Orca mother ends ‘tour of grief’ for her newborn after 17 days and 1,000 miles

人の出会いは魅力的なものです。初めてでまだ相手をよく知らないほど、相手に惹かれていくものです。浮気は出会いの関数です。夫や妻、彼氏や彼女、どんな人にだって浮気の機会はあるでしょう。もしパートナーの怪しい言動が目に付いたら浮気調査を探偵に依頼してみましょう。その半数以上は無料相談だけで解決しています。

For 17 days, a southern resident killer whale (SRKW) named J35, but better known as Tahlequah, carried her deceased baby for more than 1,000 miles.

The orca’s unusually long spell of grieving came to an end on Saturday, when Tahlequah was spotted in the Haro Strait off Victoria, British Columbia, chasing a school of salmon without her newborn.

“Her tour of grief is now over and her behavior is remarkably frisky,” the Center for Whale Research (CWR) explained in a blog post online.

The CWR added that the baby’s carcass has probably sunk to the bottom of the Salish Sea, meaning that researchers may not get a chance to examine it.

On Jul. 24, Tahlequah’s baby orca died shortly after birth, in what has been a common story for the southern resident killer whale population. 

Over the last two decades, 75 percent of SRKW newborns failed to survive. The last successful birth was in 2015, when two calves were born.

In the hours, then days after the death, Tahlequah was spotted trying to keep her baby’s head above the water’s surface, reluctant to leave the body behind.

“That’s not unprecedented, but it’s the longest one that I’ve personally witnessed,” Ken Balcomb, CWR’s founder and principal investigator, told The Washington Post.

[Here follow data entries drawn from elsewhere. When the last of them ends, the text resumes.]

//! Submission pipeline: validate, moderate, resolve media, persist once.

use std::sync::atomic::{AtomicBool, Ordering};
use std::sync::Arc;

use bytes::Bytes;
use chrono::Utc;
use directory_core::moderation::{Blocklist, Candidate};
use directory_core::submission::{upload_object_path, CREATED_AT_FIELD};
use directory_core::{ImageForm, MediaSource, SiteForm, SubmissionKind, VideoForm};
use directory_logging::{dir_error, dir_info};
use serde_json::{Map, Value};

use crate::favicon::FaviconResolver;
use crate::probe::ImageProber;
use crate::store::{BlobStore, NewDocument, RemoteStore};
use crate::{SubmitError, SubmitReceipt};

/// The "disabled submit button": at most one submission runs at a time.
#[derive(Debug, Clone, Default)]
pub struct SubmitControl {
    busy: Arc<AtomicBool>,
}

impl SubmitControl {
    pub fn new() -> Self {
        Self::default()
    }

    pub fn is_enabled(&self) -> bool {
        !self.busy.load(Ordering::Acquire)
    }

    /// Disables the control until the returned guard drops.
    pub fn try_acquire(&self) -> Option<SubmitGuard> {
        self.busy
            .compare_exchange(false, true, Ordering::AcqRel, Ordering::Acquire)
            .ok()
            .map(|_| SubmitGuard {
                busy: self.busy.clone(),
            })
    }
}

/// Re-enables the submit control on every exit path.
#[derive(Debug)]
pub struct SubmitGuard {
    busy: Arc<AtomicBool>,
}

impl Drop for SubmitGuard {
    fn drop(&mut self) {
        self.busy.store(false, Ordering::Release);
    }
}

/// One form of any variant, as handed to the engine.
#[derive(Debug, Clone, PartialEq, Eq)]
pub enum SubmissionRequest {
    Site(SiteForm),
    Image(ImageForm),
    Video(VideoForm),
}

impl SubmissionRequest {
    pub fn kind(&self) -> SubmissionKind {
        match self {
            SubmissionRequest::Site(_) => SubmissionKind::Site,
            SubmissionRequest::Image(_) => SubmissionKind::Image,
            SubmissionRequest::Video(_) => SubmissionKind::Video,
        }
    }
}

pub struct SubmissionPipeline {
    store: Arc<dyn RemoteStore>,
    blobs: Arc<dyn BlobStore>,
    prober: Arc<dyn ImageProber>,
    favicons: FaviconResolver,
    blocklist: Blocklist,
    control: SubmitControl,
}

impl SubmissionPipeline {
    pub fn new(
        store: Arc<dyn RemoteStore>,
        blobs: Arc<dyn BlobStore>,
        prober: Arc<dyn ImageProber>,
        favicons: FaviconResolver,
        blocklist: Blocklist,
    ) -> Self {
        Self {
            store,
            blobs,
            prober,
            favicons,
            blocklist,
            control: SubmitControl::new(),
        }
    }

    pub fn control(&self) -> &SubmitControl {
        &self.control
    }

    pub async fn submit(&self, request: &SubmissionRequest) -> Result<SubmitReceipt, SubmitError> {
        match request {
            SubmissionRequest::Site(form) => self.submit_site(form).await,
            SubmissionRequest::Image(form) => self.submit_image(form).await,
            SubmissionRequest::Video(form) => self.submit_video(form).await,
        }
    }

    pub async fn submit_site(&self, form: &SiteForm) -> Result<SubmitReceipt, SubmitError> {
        let _guard = self.control.try_acquire().ok_or(SubmitError::Busy)?;
        let kind = SubmissionKind::Site;
        form.validate()?;
        self.moderate(kind, &form.candidate())?;
        self.await_connection().await?;

        let media = self
            .resolve_media(kind, form.media_source(), &form.link)
            .await?;
        self.persist(kind, form.to_document(media.as_deref()), media)
            .await
    }

    pub async fn submit_image(&self, form: &ImageForm) -> Result<SubmitReceipt, SubmitError> {
        let _guard = self.control.try_acquire().ok_or(SubmitError::Busy)?;
        let kind = SubmissionKind::Image;
        form.validate()?;
        self.moderate(kind, &form.candidate())?;
        self.await_connection().await?;

        let media = self
            .resolve_media(kind, form.media_source(), &form.title_link)
            .await?
            .ok_or(SubmitError::MissingMedia(kind))?;
        self.persist(kind, form.to_document(&media), Some(media))
            .await
    }

    pub async fn submit_video(&self, form: &VideoForm) -> Result<SubmitReceipt, SubmitError> {
        let _guard = self.control.try_acquire().ok_or(SubmitError::Busy)?;
        let kind = SubmissionKind::Video;
        form.validate()?;
        self.moderate(kind, &form.candidate())?;
        self.await_connection().await?;

        let media = self
            .resolve_media(kind, form.media_source(), &form.title_link)
            .await?
            .ok_or(SubmitError::MissingMedia(kind))?;
        self.persist(kind, form.to_document(&media), Some(media))
            .await
    }

    fn moderate(&self, kind: SubmissionKind, candidate: &Candidate<'_>) -> Result<(), SubmitError> {
        match self.blocklist.evaluate(candidate) {
            Some(reason) => {
                dir_info!("Blocked {} submission: {}", kind, reason);
                Err(SubmitError::Blocked(reason))
            }
            None => Ok(()),
        }
    }

    async fn await_connection(&self) -> Result<(), SubmitError> {
        self.store.connection_ready().await.map_err(|err| {
            dir_error!("Store not reachable: {}", err);
            SubmitError::Connectivity(err.to_string())
        })
    }

    /// Explicit URL (must probe), else upload, else favicon of `link` where
    /// the variant allows it. `None` when nothing applies.
    async fn resolve_media(
        &self,
        kind: SubmissionKind,
        source: MediaSource<'_>,
        link: &str,
    ) -> Result<Option<String>, SubmitError> {
        match source {
            MediaSource::Url(url) => {
                let ok = match kind {
                    SubmissionKind::Video => self.prober.reachable(url).await,
                    SubmissionKind::Site | SubmissionKind::Image => self.prober.probe(url).await,
                };
                if !ok {
                    dir_info!("Rejected unreachable {} media {}", kind, url);
                    return Err(SubmitError::MediaUnreachable {
                        kind,
                        url: url.to_string(),
                    });
                }
                Ok(Some(url.to_string()))
            }
            MediaSource::Upload(upload) => {
                let path = upload_object_path(kind, Utc::now().timestamp_millis(), &upload.file_name);
                dir_info!("Uploading {} ({} bytes)", path, upload.bytes.len());
                let url = self
                    .blobs
                    .upload_blob(&path, Bytes::from(upload.bytes.clone()))
                    .await
                    .map_err(|err| {
                        dir_error!("Upload of {} failed: {}", path, err);
                        SubmitError::Upload(err)
                    })?;
                Ok(Some(url))
            }
            MediaSource::None => {
                let link = link.trim();
                if !kind.accepts_favicon() || link.is_empty() {
                    return Ok(None);
                }
                Ok(self.favicons.resolve(link).await)
            }
        }
    }

    async fn persist(
        &self,
        kind: SubmissionKind,
        fields: Map<String, Value>,
        media: Option<String>,
    ) -> Result<SubmitReceipt, SubmitError> {
        if let Some(url) = media.as_deref() {
            if let Some(reason) = self.blocklist.check_media_url(url) {
                dir_info!("Blocked {} media: {}", kind, reason);
                return Err(SubmitError::MediaBlocked(reason));
            }
        }

        let doc = NewDocument::new(fields).with_server_timestamp(CREATED_AT_FIELD);
        let id = self
            .store
            .add_document(kind.collection(), doc)
            .await
            .map_err(|err| {
                dir_error!("Writing {} failed: {}", kind, err);
                SubmitError::Store(err)
            })?;
        dir_info!("Stored {} submission {}", kind, id);
        Ok(SubmitReceipt {
            kind,
            id,
            media_url: media,
        })
    }
}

These orcas are facing a real threat of extinction, with no successful pregnancies in the last three years. At just 75 whales, the population is at its lowest in 30 years.

The SRKW’s decline is linked to the reduction in population of its primary food source, Chinook salmon.

Canada’s government announced in May it would cut the allowable catch of Chinook by up to 35 percent to help protect the orca.